### TASK STATEMENT:
When the string "const" appears in a line of the records, show the whole line.

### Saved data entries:
============
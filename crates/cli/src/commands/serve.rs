//! Serve command implementation
//!
//! This module implements the `devshim serve` command, which hosts the
//! handler directory behind the development HTTP server.

use anyhow::{Context, Result};
use devshim_adapters::{HttpServer, ServerConfig};
use devshim_runtime::ShimConfig;
use std::net::{IpAddr, SocketAddr};
use std::path::PathBuf;
use tokio::signal;
use tracing::{info, warn};
use tracing_subscriber::EnvFilter;

/// Arguments for the serve command
pub struct ServeArgs {
    /// Port to listen on
    pub port: u16,
    /// Address to bind
    pub host: String,
    /// Handler directory
    pub dir: PathBuf,
    /// Entry point name excluded from resolution
    pub entry_point: String,
    /// Whether handler log messages are emitted
    pub handler_logs: bool,
}

/// Execute the serve command
pub async fn execute_serve_command(args: ServeArgs) -> Result<()> {
    tracing_subscriber::fmt()
        .with_env_filter(
            EnvFilter::try_from_default_env().unwrap_or_else(|_| EnvFilter::new("devshim=debug,info")),
        )
        .init();

    let listen_addr = parse_listen_addr(&args.host, args.port)?;

    if !args.dir.is_dir() {
        warn!(dir = %args.dir.display(), "Handler directory does not exist yet");
    }

    let shim = ShimConfig {
        handler_dir: args.dir,
        entry_point: args.entry_point,
        quiet_handler_logs: !args.handler_logs,
        ..ShimConfig::default()
    };
    let config = ServerConfig {
        listen_addr,
        shim,
        ..ServerConfig::default()
    };

    println!("🚀 Devshim development server");
    println!("   Server: http://{}", listen_addr);
    println!("   API:    http://{}/api", listen_addr);
    println!();

    HttpServer::new(config)
        .run_until(wait_for_shutdown())
        .await
        .context("Development server failed")?;

    info!("Shutdown complete");
    Ok(())
}

/// Build the bind address from host and port
pub fn parse_listen_addr(host: &str, port: u16) -> Result<SocketAddr> {
    let ip: IpAddr = host
        .parse()
        .with_context(|| format!("Invalid host '{}'. Expected an IP address (e.g., 127.0.0.1)", host))?;
    Ok(SocketAddr::new(ip, port))
}

/// Wait for shutdown signal (Ctrl+C)
async fn wait_for_shutdown() {
    let ctrl_c = async {
        signal::ctrl_c()
            .await
            .expect("Failed to install Ctrl+C handler");
    };

    #[cfg(unix)]
    let terminate = async {
        signal::unix::signal(signal::unix::SignalKind::terminate())
            .expect("Failed to install signal handler")
            .recv()
            .await;
    };

    #[cfg(not(unix))]
    let terminate = std::future::pending::<()>();

    tokio::select! {
        _ = ctrl_c => {},
        _ = terminate => {},
    }
}
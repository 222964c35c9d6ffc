//! CLI command modules

pub mod invoke;
pub mod list;
pub mod serve;

pub use invoke::{execute_invoke_command, InvokeArgs};
pub use list::execute_list_command;
pub use serve::{execute_serve_command, ServeArgs};
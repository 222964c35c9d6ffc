//! Shim configuration

use serde::{Deserialize, Serialize};
use std::collections::BTreeMap;
use std::path::PathBuf;

/// Directory scanned for handler definitions
pub const DEFAULT_HANDLER_DIR: &str = "api";

/// Name of the adapter's own entry point, never resolvable as a handler
pub const DEFAULT_ENTRY_POINT: &str = "dev_server";

/// Configuration shared by the locator and the synthetic request context
#[derive(Debug, Clone, Serialize, Deserialize)]
pub struct ShimConfig {
    /// Directory holding handler definition files
    pub handler_dir: PathBuf,
    /// Entry point name excluded from resolution and listing
    pub entry_point: String,
    /// Whether handler `log_message` calls are silenced
    pub quiet_handler_logs: bool,
    /// File extension to interpreter program for script handlers
    pub interpreters: BTreeMap<String, String>,
}

impl Default for ShimConfig {
    fn default() -> Self {
        let interpreters = [("sh", "sh"), ("py", "python3"), ("js", "node")]
            .into_iter()
            .map(|(ext, program)| (ext.to_string(), program.to_string()))
            .collect();

        Self {
            handler_dir: PathBuf::from(DEFAULT_HANDLER_DIR),
            entry_point: DEFAULT_ENTRY_POINT.to_string(),
            quiet_handler_logs: true,
            interpreters,
        }
    }
}

impl ShimConfig {
    /// Default configuration rooted at the given handler directory
    pub fn with_handler_dir(handler_dir: impl Into<PathBuf>) -> Self {
        Self {
            handler_dir: handler_dir.into(),
            ..Self::default()
        }
    }

    /// Interpreter configured for a file extension, if any
    pub fn interpreter_for(&self, extension: &str) -> Option<&str> {
        self.interpreters.get(extension).map(String::as_str)
    }
}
============
### ANSWER TO THE EXERCISE:
pub const DEFAULT_HANDLER_DIR: &str = "api";
pub const DEFAULT_ENTRY_POINT: &str = "dev_server";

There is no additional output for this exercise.